Task -
Of the lines below, report only those that contain "json".

Listed records -
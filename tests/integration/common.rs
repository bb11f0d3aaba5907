use assetdesk::{
    clock::FixedClock,
    config::AppConfig,
    models::{AssetForm, EmployeeForm},
    AppState,
};
use chrono::NaiveDate;

pub fn today() -> NaiveDate {
    NaiveDate::from_ymd_opt(2024, 6, 10).unwrap()
}

/// Session with the demo records, frozen on `today()`
pub fn seeded_state() -> AppState {
    AppState::with_clock(AppConfig::default(), Box::new(FixedClock::on(today())))
}

/// Session with no records
pub fn empty_state() -> AppState {
    let mut config = AppConfig::default();
    config.store.seed_demo_data = false;
    AppState::with_clock(config, Box::new(FixedClock::on(today())))
}

pub fn asset_form(name: &str, asset_type: &str, serial: &str) -> AssetForm {
    AssetForm {
        name: name.to_string(),
        asset_type: asset_type.to_string(),
        serial_number: serial.to_string(),
        purchase_date: "2024-01-15".to_string(),
        warranty_expiry: "2027-01-15".to_string(),
    }
}

pub fn employee_form(name: &str, email: &str, department: &str) -> EmployeeForm {
    EmployeeForm {
        name: name.to_string(),
        email: email.to_string(),
        department: department.to_string(),
        role: "employee".to_string(),
    }
}

/// Every employee's `assigned_assets` names exactly the assets recorded under them
pub fn assert_holdings_consistent(state: &AppState) {
    let repo = state.repository();
    for employee in repo.employees_list().iter() {
        let mut listed = employee.assigned_assets.clone();
        let mut held: Vec<String> = repo.assets_held_by(&employee.name).into_iter().map(|a| a.name).collect();
        listed.sort();
        held.sort();
        assert_eq!(listed, held, "holdings of {}", employee.name);
    }
}
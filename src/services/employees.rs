//! Employee management service

use std::sync::Arc;

use crate::{
    clock::Clock,
    error::{AppError, AppResult},
    models::{Asset, Employee, EmployeeForm, EmployeeId, Notification, Notifications, UpdateEmployee},
    repository::Repository,
    search,
    validation::{self, FieldErrors},
};

pub struct EmployeesService<'a> {
    repository: &'a mut Repository,
    notifications: &'a mut Notifications,
    clock: &'a dyn Clock,
}

impl<'a> EmployeesService<'a> {
    pub fn new(repository: &'a mut Repository, notifications: &'a mut Notifications, clock: &'a dyn Clock) -> Self {
        Self {
            repository,
            notifications,
            clock,
        }
    }

    pub fn list(&self) -> Arc<Vec<Employee>> {
        self.repository.employees_list()
    }

    /// Employees whose name, email or department contains `query`
    pub fn search(&self, query: &str) -> Vec<Employee> {
        let employees = self.repository.employees_list();
        search::filter(employees.as_slice(), query)
            .into_iter()
            .cloned()
            .collect()
    }

    pub fn get(&self, id: EmployeeId) -> AppResult<Employee> {
        self.repository
            .employees_get(id)
            .cloned()
            .ok_or_else(|| AppError::NotFound(format!("Employee {} not found", id)))
    }

    /// Assets currently held by the employee
    pub fn holdings(&self, id: EmployeeId) -> AppResult<Vec<Asset>> {
        let employee = self.get(id)?;
        Ok(self.repository.assets_held_by(&employee.name))
    }

    /// Add an employee from the dialog form; they join today
    pub fn create(&mut self, form: &EmployeeForm) -> AppResult<Employee> {
        let data = validation::check_employee(form)?;
        self.ensure_unique_name(&data.name, None)?;
        let employee = self.repository.employees_create(data, self.clock.today());
        tracing::info!("Employee {} created: {}", employee.id, employee.name);
        self.notifications.push(Notification::success(
            "Employee Added",
            format!("{} has been successfully added.", employee.name),
        ));
        Ok(employee)
    }

    /// Save the edit dialog. `Ok(None)` when the employee no longer exists.
    pub fn update(&mut self, id: EmployeeId, form: &EmployeeForm) -> AppResult<Option<Employee>> {
        let data = validation::check_employee(form)?;
        self.ensure_unique_name(&data.name, Some(id))?;
        let data = UpdateEmployee::from(data);
        let Some(employee) = self.repository.employees_update(id, &data) else {
            tracing::warn!("Update of unknown employee {} ignored", id);
            return Ok(None);
        };
        tracing::info!("Employee {} updated", employee.id);
        self.notifications.push(Notification::success(
            "Employee Updated",
            format!("{} has been successfully updated.", employee.name),
        ));
        Ok(Some(employee))
    }

    /// Assignments refer to employees by name, so names stay unique
    fn ensure_unique_name(&self, name: &str, except: Option<EmployeeId>) -> AppResult<()> {
        if self.repository.employees_name_taken(name, except) {
            let mut errors = FieldErrors::default();
            errors.add("name", "duplicate", "An employee with this name already exists");
            return Err(errors.into());
        }
        Ok(())
    }

    pub fn delete(&mut self, id: EmployeeId) -> Option<Employee> {
        let Some(employee) = self.repository.employees_delete(id) else {
            tracing::warn!("Delete of unknown employee {} ignored", id);
            return None;
        };
        tracing::info!("Employee {} deleted", employee.id);
        self.notifications.push(Notification::success(
            "Employee Deleted",
            "The employee has been successfully deleted.",
        ));
        Some(employee)
    }
}
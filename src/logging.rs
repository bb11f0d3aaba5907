//! Tracing subscriber setup

use tracing_appender::non_blocking::WorkerGuard;
use tracing_subscriber::{fmt, layer::SubscriberExt, util::SubscriberInitExt, EnvFilter};

use crate::config::LoggingConfig;

/// Install the global subscriber. `RUST_LOG` wins over `logging.level`.
///
/// When `logging.directory` is set, a daily rolling file is written as well;
/// keep the returned guard alive so buffered lines are flushed on exit.
pub fn init_tracing(config: &LoggingConfig) -> anyhow::Result<Option<WorkerGuard>> {
    let filter = EnvFilter::try_from_default_env()
        .unwrap_or_else(|_| format!("assetdesk={}", config.level).into());

    let (file_layer, guard) = match config.directory.as_deref() {
        Some(directory) => {
            let appender = tracing_appender::rolling::daily(directory, "assetdesk.log");
            let (writer, guard) = tracing_appender::non_blocking(appender);
            (Some(fmt::layer().with_writer(writer).with_ansi(false)), Some(guard))
        }
        None => (None, None),
    };

    let registry = tracing_subscriber::registry().with(filter).with(file_layer);
    if config.format.eq_ignore_ascii_case("json") {
        registry.with(fmt::layer().json()).try_init()?;
    } else {
        registry.with(fmt::layer()).try_init()?;
    }

    Ok(guard)
}
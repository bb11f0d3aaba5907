//! Error types for AssetDesk

use thiserror::Error;

use crate::validation::FieldErrors;

/// Main application error type
#[derive(Error, Debug)]
pub enum AppError {
    #[error("Authentication failed: {0}")]
    Authentication(String),

    #[error("Authorization failed: {0}")]
    Authorization(String),

    #[error("Not found: {0}")]
    NotFound(String),

    #[error("Validation error: {0}")]
    Validation(FieldErrors),

    #[error("Configuration error: {0}")]
    Config(#[from] ::config::ConfigError),
}

impl AppError {
    /// Field-level messages when this is a validation failure
    pub fn field_errors(&self) -> Option<&FieldErrors> {
        match self {
            AppError::Validation(errors) => Some(errors),
            _ => None,
        }
    }
}

impl From<FieldErrors> for AppError {
    fn from(errors: FieldErrors) -> Self {
        AppError::Validation(errors)
    }
}

/// Result type alias for application operations
pub type AppResult<T> = Result<T, AppError>;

Response to the exercise -
    if config.format.eq_ignore_ascii_case("json") {
        registry.with(fmt::layer().json()).try_init()?;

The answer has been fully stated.